Data from a chronic feeding study with 2-acetylaminofluorene [(2-AAF) CAS: 53-96-3; N-fluoren-2-yl-acetamide] done on 20,880 female BALB/c mice were analyzed for associations between cage shelf level and occurrence of induced and spontaneous neoplasms. Each cage was maintained on a rack at a given shelf level throughout the experiment, allowing analysis of data by shelf level. Differences in the crude incidence of 2-AAF-induced liver and bladder neoplasms appeared to be shelf related, but these differences were small and disappeared when shelf-level analyses of time-to-tumor onset distributions were performed. There was evidence for a shelf-level influence on 5 of the 6 major spontaneous neoplasms noted. Time to onset of uterine polyps and reticulum cell sarcomas was significantly delayed on the top shelf of five of six animal rooms.

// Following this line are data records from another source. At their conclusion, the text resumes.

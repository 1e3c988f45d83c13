//! The `Transport` trait: how a subscription obtains raw messages.

use std::sync::Arc;

use async_trait::async_trait;
use bytes::Bytes;
use tokio::sync::mpsc;

use crate::error::{BridgeError, TransportError};
use crate::filter::Filter;
use crate::types::Endpoint;

/// Concrete transport variant, for logs and diagnostics.
#[derive(Debug, Clone, Copy, PartialEq, Eq)]
pub enum TransportKind {
    /// Persistent socket that reconnects with backoff.
    ManagedWebSocket,
    /// Ticker-driven request/response polling.
    RpcPolling,
}

impl std::fmt::Display for TransportKind {
    fn fmt(&self, f: &mut std::fmt::Formatter<'_>) -> std::fmt::Result {
        match self {
            Self::ManagedWebSocket => write!(f, "managed-ws"),
            Self::RpcPolling => write!(f, "rpc-polling"),
        }
    }
}

/// One item of a transport's inbound stream.
#[derive(Debug, Clone, PartialEq, Eq)]
pub enum Inbound {
    /// The filter payload was (re)sent on a fresh connection. The next
    /// message is that connection's subscription confirmation.
    /// `generation` numbers connections from 1.
    Subscribed { generation: u64 },
    /// A raw inbound message.
    Message(Bytes),
}

/// Receiving half of a transport's inbound stream. It ends when the
/// transport is unsubscribed.
pub type InboundStream = mpsc::Receiver<Inbound>;

/// The async contract shared by every transport variant.
///
/// # Object Safety
/// The trait is object-safe and can be stored as `Arc<dyn Transport>`.
#[async_trait]
pub trait Transport: Send + Sync + 'static {
    fn kind(&self) -> TransportKind;

    /// The endpoint URL.
    fn url(&self) -> &str;

    /// Start the subscription described by `filter` and return the stream
    /// of inbound messages. Fails on the first dial / request, and with
    /// [`TransportError::AlreadySubscribed`] on a second call.
    async fn subscribe(&self, filter: Arc<dyn Filter>) -> Result<InboundStream, TransportError>;

    /// Write a payload to the endpoint.
    async fn send(&self, payload: Bytes) -> Result<(), TransportError>;

    /// Drop connection `generation` and establish a new one. A request
    /// for a connection that is already gone is ignored. Transports
    /// without a connection concept ignore every request.
    async fn reconnect(&self, _generation: u64) {}

    /// Stop reading and release the endpoint. Idempotent.
    async fn unsubscribe(&self);
}

/// Builds a transport for an endpoint, choosing the variant from
/// `endpoint.protocol`.
#[async_trait]
pub trait TransportFactory: Send + Sync + 'static {
    async fn connect(&self, endpoint: &Endpoint) -> Result<Arc<dyn Transport>, BridgeError>;
}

Also, there was a significant delay in onset of lymphomas, adrenocortical adenomas, and lung alveolar cell tumors on the top shelf when data were combined from all six animal rooms, but these delays on the top shelf were significant in no more than two of six animal rooms when rooms were analyzed separately. There was no indication of any shelf-level influence on the development of harderian gland adenomas. In conclusion, shelf level is an environmental factor that should be considered in the design and analysis of carcinogenesis studies.